◆ **How to complete this task**:
Extract each line holding the word "match" from the entries.

Stored items:
//! Conversation domain model
//!
//! Conversations are only modelled as far as identity needs them: who owns
//! one and who it was addressed to. Recipients become the owner's friends.

use chrono::{DateTime, Utc};
use serde::Serialize;
use uuid::Uuid;

#[derive(Debug, Clone, PartialEq, Serialize)]
pub struct Conversation {
    pub id: Uuid,
    pub owner_id: Uuid,
    pub subject: Option<String>,
    /// Recipient account ids in addressing order, without duplicates
    pub recipient_ids: Vec<Uuid>,
    pub created_at: DateTime<Utc>,
}

impl Conversation {
    /// Start a conversation. Duplicate recipients and the owner are dropped.
    pub fn new(owner_id: Uuid, subject: Option<String>, recipients: impl IntoIterator<Item = Uuid>) -> Self {
        let mut recipient_ids = Vec::new();
        for id in recipients {
            if id != owner_id && !recipient_ids.contains(&id) {
                recipient_ids.push(id);
            }
        }
        Self {
            id: Uuid::new_v4(),
            owner_id,
            subject: subject.filter(|s| !s.trim().is_empty()),
            recipient_ids,
            created_at: Utc::now(),
        }
    }
}
//! Derived views of an account
//!
//! Everything here is total: missing fields fall back through a fixed chain
//! instead of failing. Avatar resolution is the only function that consults a
//! collaborator, and that collaborator is deterministic.

use std::fmt;

use chrono::{DateTime, Utc};
use serde::Serialize;
use uuid::Uuid;

use super::account::{present, Account, Provider};
use crate::ports::AvatarService;

/// Quote a display name the way it appears in an address header
pub fn quote_name(name: &str) -> String {
    let escaped = name.replace('\\', "\\\\").replace('"', "\\\"");
    format!("\"{}\"", escaped)
}

/// `@handle` when a handle exists, otherwise the email
pub fn display_handle(account: &Account) -> String {
    match (account.handle(), account.email()) {
        (Some(handle), _) => format!("@{}", handle),
        (None, Some(email)) => email.to_string(),
        (None, None) => String::new(),
    }
}

/// The display name, falling back to the display handle
pub fn display_name(account: &Account) -> String {
    account
        .display_name()
        .map(str::to_string)
        .unwrap_or_else(|| display_handle(account))
}

/// `"Name" <@handle>` when named, otherwise just the display handle
pub fn formal_display(account: &Account) -> String {
    match account.display_name() {
        Some(name) => format!("{} <{}>", quote_name(name), display_handle(account)),
        None => display_handle(account),
    }
}

/// Explicit avatar, else a hash-based avatar for the email, else a generated
/// avatar for the display handle
pub fn resolved_avatar_url(account: &Account, avatars: &dyn AvatarService) -> String {
    if let Some(url) = present(&account.avatar_url) {
        return url.to_string();
    }
    match account.email() {
        Some(email) => avatars.url_for_email(email),
        None => avatars.url_for_text(&display_handle(account)),
    }
}

/// True when the provider is bound with a usable token
pub fn is_linked(account: &Account, provider: Provider) -> bool {
    account
        .binding(provider)
        .map(|b| !b.credentials.token.trim().is_empty())
        .unwrap_or(false)
}

/// The account's own address inside the application domain
pub fn app_email(account: &Account, domain: &str) -> Option<String> {
    account.handle().map(|h| format!("{}@{}", h, domain))
}

/// Account projection that is safe to serialize
///
/// Built field by field from an [`Account`]; secrets and provider ids are
/// never copied, so a field added to `Account` stays private until it is
/// added here on purpose.
#[derive(Debug, Clone, PartialEq, Serialize)]
pub struct PublicAccount {
    pub id: Uuid,
    #[serde(skip_serializing_if = "Option::is_none")]
    pub handle: Option<String>,
    #[serde(skip_serializing_if = "Option::is_none")]
    pub email: Option<String>,
    #[serde(skip_serializing_if = "Option::is_none")]
    pub display_name: Option<String>,
    #[serde(skip_serializing_if = "Option::is_none")]
    pub description: Option<String>,
    #[serde(skip_serializing_if = "Option::is_none")]
    pub avatar_url: Option<String>,
    pub display_handle: String,
    pub formal_display: String,
    pub linked_providers: Vec<Provider>,
    pub created_at: DateTime<Utc>,
    pub updated_at: DateTime<Utc>,
}

impl PublicAccount {
    /// Replace the avatar with the resolved one
    pub fn with_avatar_url(mut self, url: String) -> Self {
        self.avatar_url = Some(url);
        self
    }
}

/// Redacted projection of an account for external consumption
pub fn redacted_view(account: &Account) -> PublicAccount {
    PublicAccount {
        id: account.id,
        handle: account.handle().map(str::to_string),
        email: account.email().map(str::to_string),
        display_name: account.display_name().map(str::to_string),
        description: present(&account.description).map(str::to_string),
        avatar_url: present(&account.avatar_url).map(str::to_string),
        display_handle: display_handle(account),
        formal_display: formal_display(account),
        linked_providers: Provider::ALL
            .into_iter()
            .filter(|p| is_linked(account, *p))
            .collect(),
        created_at: account.created_at,
        updated_at: account.updated_at,
    }
}

impl fmt::Display for Account {
    fn fmt(&self, f: &mut fmt::Formatter<'_>) -> fmt::Result {
        f.write_str(&display_handle(self))
    }
}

◆ **Result**:
    match (account.handle(), account.email()) {
    match account.display_name() {
    match account.email() {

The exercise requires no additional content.